'One of our most severe' flu seasons as another death reported

SEATTLE -- At least six people are dead in Washington state from the flu, the latest being a Bothell woman in her 30s who died over the weekend, the state Department of Health said Tuesday.

Doctors are worried because it's still early in the season. They say this could be the worst flu season, since the swine flu epidemic in 2009. Swine flu, or H1N1, is the dominant strain this season.

"My wife insisted that I do it," said Joe Woodward, after he got a flu shot at a drug store in Everett. Most of the people coming in to the pharmacy were there for flu shots.

"Better safe than sorry," said Woodward.

Nancy Furness, director of Communicable Diseases at Snohomish Public Health, said there are several people in hospitals around Snohomish County being treated for the flu.

"This is probably one of our most severe years," said Furness.

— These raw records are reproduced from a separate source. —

//! Multi-account selection and sync integration
//!
//! Exercises the selector and the sync pass together over a pool of linked
//! accounts, including proactive rotation away from hot credentials.

use std::sync::Arc;
use std::time::Duration;

use libredcast::reddit::mock::MockRedditApi;
use libredcast::reddit::{RedditApi, RemotePost};
use libredcast::{
    AccountSelector, Credential, Database, PostSync, RateTracker, RetryPolicy,
};
use tempfile::TempDir;

struct Harness {
    _temp: TempDir,
    db: Database,
    api: Arc<MockRedditApi>,
    rate: Arc<RateTracker>,
    selector: Arc<AccountSelector>,
    sync: PostSync,
}

async fn setup() -> Harness {
    let temp = TempDir::new().unwrap();
    let db_path = temp.path().join("redcast.db");
    let db = Database::new(&db_path.to_string_lossy()).await.unwrap();
    let api = Arc::new(MockRedditApi::new());
    let rate = Arc::new(RateTracker::new(db.clone(), 60));
    let selector = Arc::new(AccountSelector::new(db.clone(), Arc::clone(&rate)));
    let sync = PostSync::new(
        db.clone(),
        Arc::clone(&api) as Arc<dyn RedditApi>,
        Arc::clone(&selector),
        Arc::clone(&rate),
    )
    .with_retry_policy(RetryPolicy::new(3, Duration::from_millis(1)));

    Harness {
        _temp: temp,
        db,
        api,
        rate,
        selector,
        sync,
    }
}

async fn seed_credential(db: &Database, id: &str, last_used_at: Option<i64>) {
    let now = chrono::Utc::now().timestamp();
    db.insert_credential(&Credential {
        id: id.to_string(),
        username: format!("user-{}", id),
        access_token: Some("tok".to_string()),
        refresh_token: Some("ref".to_string()),
        token_expires_at: Some(now + 7200),
        active: true,
        last_used_at,
        last_synced_at: None,
    })
    .await
    .unwrap();
}

fn remote_post(id: &str) -> RemotePost {
    RemotePost {
        reddit_post_id: id.to_string(),
        title: format!("Post {}", id),
        subreddit: "rust".to_string(),
        permalink: Some(format!("/r/rust/comments/{}", id)),
        posted_at: Some(1_700_000_000),
    }
}

#[tokio::test]
async fn sync_reads_ride_on_selector_credential() {
    let h = setup().await;
    let now = chrono::Utc::now().timestamp();

    // "cold" has been idle longest, so the selector should route reads
    // through it
    seed_credential(&h.db, "cold", Some(now - 9000)).await;
    seed_credential(&h.db, "warm", Some(now - 10)).await;
    h.api.set_user_posts(vec![remote_post("t3_a")]);

    h.sync.sync_account("warm").await.unwrap();

    assert_eq!(h.selector.current_id().as_deref(), Some("cold"));

    // The read was attributed to the reader credential's window (checking the
    // adjacent bucket too, in case the call straddled a boundary)
    let check = chrono::Utc::now().timestamp();
    let window = RateTracker::window_start(check);
    let counted = h.db.usage_window_count("cold", window).await.unwrap()
        + h.db.usage_window_count("cold", window - 60).await.unwrap();
    assert!(counted >= 1);
}

#[tokio::test]
async fn full_sync_covers_pool_and_rotates_off_hot_reader() {
    let h = setup().await;
    let now = chrono::Utc::now().timestamp();

    seed_credential(&h.db, "a", Some(now - 5000)).await;
    seed_credential(&h.db, "b", Some(now - 50)).await;
    h.api.set_user_posts(vec![remote_post("t3_a"), remote_post("t3_b")]);

    // Make "a" hot enough to trip the proactive threshold
    for _ in 0..48 {
        h.rate.record("a", "/api/submit", now).await;
    }

    let synced = h.sync.sync_all().await.unwrap();
    assert_eq!(synced, 2);

    // The hot credential was never promoted to reader
    assert_eq!(h.selector.current_id().as_deref(), Some("b"));

    for id in ["a", "b"] {
        let cred = h.db.get_credential(id).await.unwrap().unwrap();
        assert!(cred.last_synced_at.is_some(), "account {} was synced", id);
        assert_eq!(h.db.synced_post_count(id).await.unwrap(), 2);
    }
}

#[tokio::test]
async fn sync_is_incremental_across_runs() {
    let h = setup().await;
    seed_credential(&h.db, "only", None).await;

    h.api.set_user_posts(vec![remote_post("t3_a")]);
    assert!(h.sync.sync_account("only").await.unwrap());

    // Nothing new upstream: reported as such, but still recorded
    let stamped_before = h
        .db
        .get_credential("only")
        .await
        .unwrap()
        .unwrap()
        .last_synced_at
        .unwrap();
    assert!(!h.sync.sync_account("only").await.unwrap());
    let stamped_after = h
        .db
        .get_credential("only")
        .await
        .unwrap()
        .unwrap()
        .last_synced_at
        .unwrap();
    assert!(stamped_after >= stamped_before);

    // A large backlog is inserted in bounded batches without loss
    let backlog: Vec<RemotePost> = (0..35).map(|i| remote_post(&format!("t3_n{}", i))).collect();
    h.api.set_user_posts(backlog);
    assert!(h.sync.sync_account("only").await.unwrap());
    assert_eq!(h.db.synced_post_count("only").await.unwrap(), 1 + 35);
}
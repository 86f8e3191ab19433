//! Centralized logging configuration for all Redcast binaries
//!
//! Provides consistent logging setup with support for text, JSON, and
//! pretty-printed output plus environment variable configuration.

use std::str::FromStr;

#[derive(Debug, Clone, Copy, PartialEq, Eq)]
pub enum LogFormat {
    /// Human-readable text output (no colors, for piping)
    Text,
    /// Machine-parseable JSON (one JSON object per line)
    Json,
    /// Pretty-printed with colors (for development)
    Pretty,
}

impl FromStr for LogFormat {
    type Err = String;

    fn from_str(s: &str) -> Result<Self, Self::Err> {
        match s.to_lowercase().as_str() {
            "text" => Ok(LogFormat::Text),
            "json" => Ok(LogFormat::Json),
            "pretty" => Ok(LogFormat::Pretty),
            _ => Err(format!(
                "Invalid log format: '{}'. Valid options: text, json, pretty",
                s
            )),
        }
    }
}

impl std::fmt::Display for LogFormat {
    fn fmt(&self, f: &mut std::fmt::Formatter<'_>) -> std::fmt::Result {
        match self {
            LogFormat::Text => write!(f, "text"),
            LogFormat::Json => write!(f, "json"),
            LogFormat::Pretty => write!(f, "pretty"),
        }
    }
}

/// Configuration for logging initialization
pub struct LoggingConfig {
    pub format: LogFormat,
    pub level: String,
    pub verbose: bool,
}

impl LoggingConfig {
    pub fn new(format: LogFormat, level: String, verbose: bool) -> Self {
        Self {
            format,
            level,
            verbose,
        }
    }

    /// Initialize logging with the configured settings
    ///
    /// This should be called once at the start of your program.
    ///
    /// # Panics
    ///
    /// Panics if the logging subscriber has already been initialized
    pub fn init(&self) {
        use tracing_subscriber::EnvFilter;

        let filter = if self.verbose {
            EnvFilter::try_from_default_env().unwrap_or_else(|_| EnvFilter::new("debug"))
        } else {
            EnvFilter::try_from_default_env().unwrap_or_else(|_| EnvFilter::new(&self.level))
        };

        match self.format {
            LogFormat::Json => {
                tracing_subscriber::fmt()
                    .json()
                    .with_env_filter(filter)
                    .with_writer(std::io::stderr)
                    .with_current_span(true)
                    .flatten_event(true)
                    .with_target(true)
                    .init();
            }
            LogFormat::Pretty => {
                tracing_subscriber::fmt()
                    .pretty()
                    .with_env_filter(filter)
                    .with_writer(std::io::stderr)
                    .with_target(true)
                    .with_line_number(true)
                    .with_file(true)
                    .init();
            }
            LogFormat::Text => {
                tracing_subscriber::fmt()
                    .with_env_filter(filter)
                    .with_writer(std::io::stderr)
                    .with_target(false)
                    .with_level(true)
                    .init();
            }
        }
    }
}

/// Initialize logging with default settings
///
/// Respects `REDCAST_LOG_FORMAT` and `REDCAST_LOG_LEVEL` environment
/// variables, falling back to text format at info level.
pub fn init_default() {
    let format = std::env::var("REDCAST_LOG_FORMAT")
        .ok()
        .and_then(|s| s.parse().ok())
        .unwrap_or(LogFormat::Text);

    let level = std::env::var("REDCAST_LOG_LEVEL").unwrap_or_else(|_| "info".to_string());

    LoggingConfig::new(format, level, false).init();
}

#[cfg(test)]
mod tests {
    use super::*;

    #[test]
    fn test_log_format_from_str() {
        assert_eq!("text".parse::<LogFormat>().unwrap(), LogFormat::Text);
        assert_eq!("json".parse::<LogFormat>().unwrap(), LogFormat::Json);
        assert_eq!("pretty".parse::<LogFormat>().unwrap(), LogFormat::Pretty);

        // Case insensitive
        assert_eq!("JSON".parse::<LogFormat>().unwrap(), LogFormat::Json);
    }

    #[test]
    fn test_log_format_from_str_invalid() {
        let result = "invalid".parse::<LogFormat>();
        assert!(result.is_err());
        assert!(result.unwrap_err().contains("Invalid log format"));
    }

    #[test]
    fn test_log_format_display() {
        assert_eq!(LogFormat::Text.to_string(), "text");
        assert_eq!(LogFormat::Json.to_string(), "json");
        assert_eq!(LogFormat::Pretty.to_string(), "pretty");
    }
}
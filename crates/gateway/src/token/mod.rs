//! Shielded-request tokens: sealing, opening, and replay-window enforcement.
//!
//! State-mutating endpoints accept requests only when accompanied by a token
//! the trusted front end sealed moments earlier. A token is the AEAD
//! encryption of `"<shared-secret>:|:<unix-timestamp>"`; the server rejects
//! any token older than [`verifier::MAX_TOKEN_AGE_SECS`] seconds. The window
//! is deliberately this tight — tokens are sealed immediately before the
//! request they accompany, so anything older is a replay.
//!
//! # Token wire format
//!
//! ```text
//! <base64url-no-pad(nonce)>.<base64url-no-pad(ciphertext+tag)>
//! ```
//!
//! The cipher is AES-256-GCM-SIV with the key derived as
//! `SHA-256(passphrase)`; the AEAD tag covers integrity, so tampering and a
//! wrong passphrase are indistinguishable from garbage.

pub mod cipher;
pub mod verifier;

pub use cipher::TokenCipher;
pub use verifier::{Clock, SystemClock, TokenVerifier};

use thiserror::Error;

/// Every way a shielded token can fail validation.
///
/// All variants surface to callers as HTTP 500 with a generic message; the
/// variant detail exists for logs only.
#[derive(Debug, Error, PartialEq, Eq)]
pub enum TokenError {
    /// No `token` query parameter was supplied.
    #[error("token is missing")]
    Missing,

    /// The token string does not match the `nonce.ciphertext` structure.
    #[error("token does not match the expected format")]
    InvalidFormat,

    /// AEAD decryption failed — wrong key, tampering, or garbage input.
    #[error("token could not be decrypted")]
    Undecryptable,

    /// The decrypted payload does not split into exactly secret + timestamp.
    #[error("token payload does not split into secret and timestamp")]
    MalformedPayload,

    /// The embedded secret does not match the pre-shared secret.
    #[error("token secret mismatch")]
    SecretMismatch,

    /// The embedded timestamp is not a unix-seconds integer.
    #[error("token timestamp is malformed")]
    BadTimestamp,

    /// The token is older than the replay window allows.
    #[error("token issued {0} seconds ago exceeds the replay window")]
    Expired(u64),

    /// The AEAD seal operation itself failed.
    #[error("token could not be sealed")]
    SealFailure,
}
//! [`ContentStore`]: thread-safe in-memory store for the gateway's domain data.

use std::collections::HashMap;
use std::sync::Arc;

use tokio::sync::RwLock;

use super::{Comment, Contribution, ContributionRow, DomainSettings, VoteTally};

#[derive(Debug, Default)]
struct StoreInner {
    contributions: HashMap<u64, Contribution>,
    comments: HashMap<u64, Comment>,
    votes: HashMap<u64, VoteTally>,
    settings: HashMap<String, DomainSettings>,
    next_id: u64,
}

/// Shared content store.
///
/// Wraps an `Arc<RwLock<_>>` so that concurrent request handlers read
/// without contention while writers (new contributions, comments, votes)
/// hold the write lock for single-map operations only.
#[derive(Clone, Debug, Default)]
pub struct ContentStore {
    inner: Arc<RwLock<StoreInner>>,
}

impl ContentStore {
    /// Create a new, empty store.
    pub fn new() -> Self {
        Self::default()
    }

    // -----------------------------------------------------------------------
    // Settings
    // -----------------------------------------------------------------------

    /// Settings for `domain`, falling back to defaults for unknown domains.
    pub async fn settings(&self, domain: &str) -> DomainSettings {
        self.inner
            .read()
            .await
            .settings
            .get(domain)
            .cloned()
            .unwrap_or_default()
    }

    pub async fn set_settings(&self, domain: impl Into<String>, settings: DomainSettings) {
        self.inner
            .write()
            .await
            .settings
            .insert(domain.into(), settings);
    }

    /// Whether the rating phase is open for `domain`.
    pub async fn rating_open(&self, domain: &str) -> bool {
        self.settings(domain).await.rating_open
    }

    // -----------------------------------------------------------------------
    // Contributions
    // -----------------------------------------------------------------------

    pub async fn insert_contribution(
        &self,
        title: impl Into<String>,
        text: impl Into<String>,
        category: impl Into<String>,
        rubric: impl Into<String>,
        created: u64,
    ) -> u64 {
        let mut inner = self.inner.write().await;
        inner.next_id += 1;
        let id = inner.next_id;
        inner.contributions.insert(
            id,
            Contribution {
                id,
                title: title.into(),
                text: text.into(),
                category: category.into(),
                rubric: rubric.into(),
                created,
            },
        );
        id
    }

    pub async fn contribution(&self, id: u64) -> Option<Contribution> {
        self.inner.read().await.contributions.get(&id).cloned()
    }

    /// All contributions with their derived comment and vote counts.
    pub async fn contribution_rows(&self) -> Vec<ContributionRow> {
        let inner = self.inner.read().await;
        inner
            .contributions
            .values()
            .map(|c| ContributionRow {
                contribution: c.clone(),
                comment_count: inner.comments.values().filter(|m| m.node == c.id).count(),
                tally: inner.votes.get(&c.id).copied().unwrap_or_default(),
            })
            .collect()
    }

    // -----------------------------------------------------------------------
    // Comments
    // -----------------------------------------------------------------------

    /// Attach a comment to contribution `node`.
    ///
    /// Returns `None` when the contribution does not exist.
    pub async fn insert_comment(
        &self,
        node: u64,
        subject: impl Into<String>,
        comment: impl Into<String>,
        created: u64,
    ) -> Option<u64> {
        let mut inner = self.inner.write().await;
        if !inner.contributions.contains_key(&node) {
            return None;
        }
        inner.next_id += 1;
        let id = inner.next_id;
        inner.comments.insert(
            id,
            Comment {
                id,
                node,
                subject: subject.into(),
                comment: comment.into(),
                created,
            },
        );
        Some(id)
    }

    /// Comments for `node`, oldest first.
    pub async fn comments_for(&self, node: u64) -> Vec<Comment> {
        let inner = self.inner.read().await;
        let mut comments: Vec<Comment> = inner
            .comments
            .values()
            .filter(|c| c.node == node)
            .cloned()
            .collect();
        comments.sort_by_key(|c| c.id);
        comments
    }

    // -----------------------------------------------------------------------
    // Votes
    // -----------------------------------------------------------------------

    /// Record a +1/-1 vote on contribution `id`.
    ///
    /// Returns the updated tally, or `None` when the contribution is unknown.
    pub async fn record_vote(&self, id: u64, upvote: bool) -> Option<VoteTally> {
        let mut inner = self.inner.write().await;
        if !inner.contributions.contains_key(&id) {
            return None;
        }
        let tally = inner.votes.entry(id).or_default();
        if upvote {
            tally.upvotes += 1;
        } else {
            tally.downvotes += 1;
        }
        Some(*tally)
    }

    pub async fn tally(&self, id: u64) -> VoteTally {
        self.inner
            .read()
            .await
            .votes
            .get(&id)
            .copied()
            .unwrap_or_default()
    }
}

Young people are not usually considered at a high risk during flu season, but H1N1 is more likely to hit young adults. That's what struck Will Gardner in 2012. The 34-year-old youth football coach thought he was just battling a cold, but the symptoms got worse, and after a few days he was dead.

"Get your shots," said his friend, Justin Knowles, at the time. "It's just better to be safe than sorry and it's not worth the risk."

That's the advice doctors are giving now as well. This year's vaccine includes protection against H1N1, though it's not a guarantee you won't get the flu.  Doctors say if you get the vaccine and still get the flu, it probably won't be as bad. And if you show symptoms, the earlier you get treated, the less severe the virus is likely to be when you battle through it.